Last week, the Commission took up one aspect of our markets: flash orders. The Commission’s flash order proposal would amend Rule 602 of Regulation NMS to prohibit the flashing of marketable orders. [1] Let me take a moment to reiterate a few of the points I highlighted at the Commission’s open meeting. [2] As always, I look forward to considering the comments we receive on all of the agency’s ongoing rulemakings.

First, a thorough and unbiased assessment of flash orders must account for the potential benefits of flash orders that are lost if a ban is imposed. Flash orders present certain concerns, such as the prospect of discouraging displayed liquidity, but these concerns need to be weighed against the benefits of flash orders to determine the net impact of a ban and whether one is warranted at this time.

The identified benefits of flash orders include the potential to induce liquidity into the market from those who are unwilling to have their quotes displayed publicly, leading to opportunities for better execution; affording market participants lower fees than charged for executing against displayed liquidity; and otherwise reducing transaction costs for investors who are unwilling to display. The proposal release describes these benefits in more detail.

Second, given that benefits do flow from flash orders, is there a less restrictive alternative to a ban that may strike a more appropriate balance? For example, would requiring that flash orders be made available to any market participant free of charge address the “two-tiered market” concern that many have recognized, even if responding to flash orders in practice requires certain technological capabilities in which not all market participants have invested? Would requiring that an order can only be flashed by a broker with the consent of the investor submitting the order remedy concerns that flash orders may disadvantage the investor whose order is flashed? What if instead of banning flash orders, flash orders were required to offer some form of price improvement?
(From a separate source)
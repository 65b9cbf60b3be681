pub mod matcher;
pub mod types;

pub use matcher::{angular_separation, AspectMatcher};
pub use types::{AspectInstance, AspectMatch, AspectType, NatalAspect};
The middle-ground options that these questions pose for the regulation of flash orders may adequately respond to the identified concerns without foregoing the benefits of flash orders entirely. This is to say that the regulatory evaluation of flash orders should, like other initiatives the Commission undertakes, be characterized by rigorous cost-benefit analysis.
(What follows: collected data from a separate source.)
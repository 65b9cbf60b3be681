//! Combining scalar scores across an ordered sequence of snapshots.

use serde::{Deserialize, Serialize};
use std::fmt;

#[derive(Debug, Clone, Copy, PartialEq, Eq, Default, Serialize, Deserialize)]
#[serde(rename_all = "snake_case")]
pub enum AggregationMethod {
    #[default]
    Mean,
    WeightedMean,
}

impl AggregationMethod {
    pub const ALL: [AggregationMethod; 2] = [AggregationMethod::Mean, AggregationMethod::WeightedMean];

    pub fn as_str(&self) -> &'static str {
        match self {
            AggregationMethod::Mean => "mean",
            AggregationMethod::WeightedMean => "weighted_mean",
        }
    }

    pub fn parse(s: &str) -> Option<Self> {
        Self::ALL.iter().copied().find(|m| m.as_str() == s)
    }
}

impl fmt::Display for AggregationMethod {
    fn fmt(&self, f: &mut fmt::Formatter<'_>) -> fmt::Result {
        f.write_str(self.as_str())
    }
}

#[derive(Debug, Clone, Copy, PartialEq, Eq, Default, Serialize, Deserialize)]
#[serde(rename_all = "snake_case")]
pub enum SnapshotWeighting {
    #[default]
    Uniform,
    /// Later snapshots weigh more
    RecencyDecay,
}

impl SnapshotWeighting {
    pub const ALL: [SnapshotWeighting; 2] = [SnapshotWeighting::Uniform, SnapshotWeighting::RecencyDecay];

    pub fn as_str(&self) -> &'static str {
        match self {
            SnapshotWeighting::Uniform => "uniform",
            SnapshotWeighting::RecencyDecay => "recency_decay",
        }
    }

    pub fn parse(s: &str) -> Option<Self> {
        Self::ALL.iter().copied().find(|w| w.as_str() == s)
    }
}

impl fmt::Display for SnapshotWeighting {
    fn fmt(&self, f: &mut fmt::Formatter<'_>) -> fmt::Result {
        f.write_str(self.as_str())
    }
}

/// Aggregation settings from the weights config
#[derive(Debug, Clone, Copy, PartialEq, Serialize, Deserialize)]
pub struct Aggregation {
    pub method: AggregationMethod,
    pub weighting: SnapshotWeighting,
    pub decay_lambda: f64,
}

impl Default for Aggregation {
    fn default() -> Self {
        Self {
            method: AggregationMethod::Mean,
            weighting: SnapshotWeighting::Uniform,
            decay_lambda: 0.15,
        }
    }
}

impl Aggregation {
    pub fn apply(&self, scores: &[f64]) -> f64 {
        aggregate(scores, self.method, self.weighting, self.decay_lambda)
    }
}

/// Normalized weights for `n` ordered snapshots.
///
/// Recency decay gives index `i` a weight proportional to
/// `exp(-lambda * (n - 1 - i))`, so the last snapshot weighs the most.
pub fn snapshot_weights(n: usize, weighting: SnapshotWeighting, lambda: f64) -> Vec<f64> {
    if n == 0 {
        return Vec::new();
    }
    match weighting {
        SnapshotWeighting::Uniform => vec![1.0 / n as f64; n],
        SnapshotWeighting::RecencyDecay => {
            let raw: Vec<f64> = (0..n)
                .map(|i| (-lambda * (n - 1 - i) as f64).exp())
                .collect();
            let total: f64 = raw.iter().sum();
            if total <= 0.0 || !total.is_finite() {
                return vec![1.0 / n as f64; n];
            }
            raw.into_iter().map(|w| w / total).collect()
        }
    }
}

/// Combine ordered scores into one value; 0.0 for an empty slice
pub fn aggregate(
    scores: &[f64],
    method: AggregationMethod,
    weighting: SnapshotWeighting,
    lambda: f64,
) -> f64 {
    if scores.is_empty() {
        return 0.0;
    }
    match method {
        AggregationMethod::Mean => scores.iter().sum::<f64>() / scores.len() as f64,
        AggregationMethod::WeightedMean => snapshot_weights(scores.len(), weighting, lambda)
            .iter()
            .zip(scores)
            .map(|(w, s)| w * s)
            .sum(),
    }
}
Third, it is important to note that if the Commission’s proposal is adopted, the Rule 602 change could constrict aspects of trading beyond flash orders. In other words, the reach of the proposal is not necessarily limited to flash orders. The proposal release, for example, considers that the amendment might impact so-called “price improvement auctions,” as well as certain trading floor activities.
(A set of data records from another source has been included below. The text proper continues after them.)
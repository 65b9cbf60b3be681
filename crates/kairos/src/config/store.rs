use crate::config::{deep_merge, ConfigError, ConfigKind};
use crate::period::{Scope, Tier};
use log::{debug, info};
use std::collections::HashMap;
use std::fs;
use std::path::{Path, PathBuf};
use std::sync::Arc;
use toml::Table;

/// Environment variable naming a config directory
pub const CONFIG_DIR_ENV: &str = "KAIROS_CONFIG_DIR";

/// Where raw configuration documents come from.
///
/// Implementations return the whole document (`[defaults]` plus
/// `[profiles...]`); merging and validation happen in the resolver.
pub trait ConfigSource: Send + Sync {
    fn name(&self) -> &str;

    fn fetch_raw(&self, kind: ConfigKind, scope: Scope, tier: Tier) -> Result<Table, ConfigError>;
}

fn parse_document(kind: ConfigKind, text: &str) -> Result<Table, ConfigError> {
    text.parse::<Table>().map_err(|e| ConfigError::Parse {
        kind,
        message: e.to_string(),
    })
}

/// Reads `<dir>/<kind>.toml`.
///
/// An optional `<dir>/<kind>.<scope>.<tier>.toml` is merged into
/// `profiles.<scope>.<tier>` so deployments can override a single profile
/// without copying the whole document.
#[derive(Debug, Clone)]
pub struct DirConfigSource {
    dir: PathBuf,
    name: String,
}

impl DirConfigSource {
    pub fn new(dir: impl Into<PathBuf>) -> Self {
        let dir = dir.into();
        let name = format!("dir:{}", dir.display());
        Self { dir, name }
    }

    pub fn dir(&self) -> &Path {
        &self.dir
    }

    fn read(&self, kind: ConfigKind, path: &Path) -> Result<Table, ConfigError> {
        let text = fs::read_to_string(path).map_err(|e| {
            if e.kind() == std::io::ErrorKind::NotFound {
                ConfigError::NotFound {
                    kind,
                    location: path.display().to_string(),
                }
            } else {
                ConfigError::Io {
                    kind,
                    location: path.display().to_string(),
                    message: e.to_string(),
                }
            }
        })?;
        parse_document(kind, &text)
    }
}

impl ConfigSource for DirConfigSource {
    fn name(&self) -> &str {
        &self.name
    }

    fn fetch_raw(&self, kind: ConfigKind, scope: Scope, tier: Tier) -> Result<Table, ConfigError> {
        let mut doc = self.read(kind, &self.dir.join(kind.file_name()))?;

        let overlay_path = self.dir.join(format!("{}.{}.{}.toml", kind, scope, tier));
        if overlay_path.is_file() {
            debug!("Merging profile overlay {}", overlay_path.display());
            let overlay = self.read(kind, &overlay_path)?;

            let mut by_tier = Table::new();
            by_tier.insert(tier.as_str().to_string(), toml::Value::Table(overlay));
            let mut by_scope = Table::new();
            by_scope.insert(scope.as_str().to_string(), toml::Value::Table(by_tier));
            let mut wrapper = Table::new();
            wrapper.insert("profiles".to_string(), toml::Value::Table(by_scope));

            doc = deep_merge(&doc, &wrapper);
        }

        Ok(doc)
    }
}

const EMBEDDED_SAMPLING: &str = include_str!("../../configs/sampling.toml");
const EMBEDDED_WEIGHTS: &str = include_str!("../../configs/weights.toml");
const EMBEDDED_FILTERS: &str = include_str!("../../configs/filters.toml");
const EMBEDDED_ORBS: &str = include_str!("../../configs/orbs.toml");
const EMBEDDED_PRESENTATION: &str = include_str!("../../configs/presentation.toml");

/// Default bundles compiled into the crate
#[derive(Debug, Clone, Copy, Default)]
pub struct EmbeddedConfigSource;

impl EmbeddedConfigSource {
    pub fn text(kind: ConfigKind) -> &'static str {
        match kind {
            ConfigKind::Sampling => EMBEDDED_SAMPLING,
            ConfigKind::Weights => EMBEDDED_WEIGHTS,
            ConfigKind::Filters => EMBEDDED_FILTERS,
            ConfigKind::Orbs => EMBEDDED_ORBS,
            ConfigKind::Presentation => EMBEDDED_PRESENTATION,
        }
    }
}

impl ConfigSource for EmbeddedConfigSource {
    fn name(&self) -> &str {
        "embedded"
    }

    fn fetch_raw(&self, kind: ConfigKind, _scope: Scope, _tier: Tier) -> Result<Table, ConfigError> {
        parse_document(kind, Self::text(kind))
    }
}

/// In-memory documents, mostly for tests
#[derive(Debug, Clone, Default)]
pub struct MemoryConfigSource {
    docs: HashMap<ConfigKind, Table>,
}

impl MemoryConfigSource {
    pub fn new() -> Self {
        Self::default()
    }

    /// Start from the embedded defaults
    pub fn from_embedded() -> Result<Self, ConfigError> {
        let mut source = Self::new();
        for kind in ConfigKind::ALL {
            source
                .docs
                .insert(kind, parse_document(kind, EmbeddedConfigSource::text(kind))?);
        }
        Ok(source)
    }

    pub fn insert(&mut self, kind: ConfigKind, doc: Table) {
        self.docs.insert(kind, doc);
    }

    pub fn insert_str(&mut self, kind: ConfigKind, text: &str) -> Result<(), ConfigError> {
        let doc = parse_document(kind, text)?;
        self.docs.insert(kind, doc);
        Ok(())
    }

    pub fn with_str(mut self, kind: ConfigKind, text: &str) -> Result<Self, ConfigError> {
        self.insert_str(kind, text)?;
        Ok(self)
    }
}

impl ConfigSource for MemoryConfigSource {
    fn name(&self) -> &str {
        "memory"
    }

    fn fetch_raw(&self, kind: ConfigKind, _scope: Scope, _tier: Tier) -> Result<Table, ConfigError> {
        self.docs.get(&kind).cloned().ok_or(ConfigError::NotFound {
            kind,
            location: "memory".to_string(),
        })
    }
}

/// Pick a config source: explicit directory, then `KAIROS_CONFIG_DIR`, then
/// the embedded defaults.
pub fn discover_source(explicit: Option<&Path>) -> Arc<dyn ConfigSource> {
    if let Some(dir) = explicit {
        info!("Using config directory {}", dir.display());
        return Arc::new(DirConfigSource::new(dir));
    }
    match std::env::var(CONFIG_DIR_ENV) {
        Ok(dir) if !dir.trim().is_empty() => {
            info!("Using config directory {} (from {})", dir, CONFIG_DIR_ENV);
            Arc::new(DirConfigSource::new(dir))
        }
        _ => {
            info!("Using embedded config defaults");
            Arc::new(EmbeddedConfigSource)
        }
    }
}

#[cfg(test)]
mod tests {
    use super::*;

    fn temp_dir(tag: &str) -> PathBuf {
        let dir = std::env::temp_dir().join(format!(
            "kairos-store-{}-{}",
            tag,
            std::process::id()
        ));
        let _ = fs::remove_dir_all(&dir);
        fs::create_dir_all(&dir).unwrap();
        dir
    }

    #[test]
    fn test_embedded_documents_parse() {
        for kind in ConfigKind::ALL {
            let doc = EmbeddedConfigSource
                .fetch_raw(kind, Scope::Weekly, Tier::Free)
                .unwrap();
            assert!(doc.contains_key("defaults"), "{} has no defaults", kind);
        }
    }

    #[test]
    fn test_dir_source_missing_file() {
        let dir = temp_dir("missing");
        let source = DirConfigSource::new(&dir);
        let err = source
            .fetch_raw(ConfigKind::Orbs, Scope::Daily, Tier::Free)
            .unwrap_err();
        assert!(matches!(err, ConfigError::NotFound { kind: ConfigKind::Orbs, .. }));
        let _ = fs::remove_dir_all(&dir);
    }

    #[test]
    fn test_dir_source_merges_profile_overlay() {
        let dir = temp_dir("overlay");
        fs::write(
            dir.join("filters.toml"),
            "[defaults]\nx = 1\n[profiles.daily.free]\ny = 2\n",
        )
        .unwrap();
        fs::write(dir.join("filters.daily.free.toml"), "y = 3\nz = 4\n").unwrap();

        let source = DirConfigSource::new(&dir);
        let doc = source
            .fetch_raw(ConfigKind::Filters, Scope::Daily, Tier::Free)
            .unwrap();
        let profile = &doc["profiles"]["daily"]["free"];
        assert_eq!(profile["y"].as_integer(), Some(3));
        assert_eq!(profile["z"].as_integer(), Some(4));
        assert_eq!(doc["defaults"]["x"].as_integer(), Some(1));
        let _ = fs::remove_dir_all(&dir);
    }

    #[test]
    fn test_dir_source_parse_error() {
        let dir = temp_dir("parse");
        fs::write(dir.join("weights.toml"), "[defaults\n").unwrap();
        let err = DirConfigSource::new(&dir)
            .fetch_raw(ConfigKind::Weights, Scope::Daily, Tier::Free)
            .unwrap_err();
        assert!(matches!(err, ConfigError::Parse { .. }));
        let _ = fs::remove_dir_all(&dir);
    }

    #[test]
    fn test_memory_source_missing_kind() {
        let source = MemoryConfigSource::new();
        assert!(source
            .fetch_raw(ConfigKind::Sampling, Scope::Daily, Tier::Free)
            .is_err());
    }
}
This raises a general caution to be mindful of when regulating in any respect — namely, the impact of regulation may extend beyond the intended purpose. It is difficult to fashion a regulatory regime narrowly to achieve desired results while avoiding undesirable collateral consequences. Accordingly, it is incumbent upon lawmakers to spend the time and effort necessary to appreciate the full range of possible results, both for better and for worse, and to be willing to scale and refine regulations when needed.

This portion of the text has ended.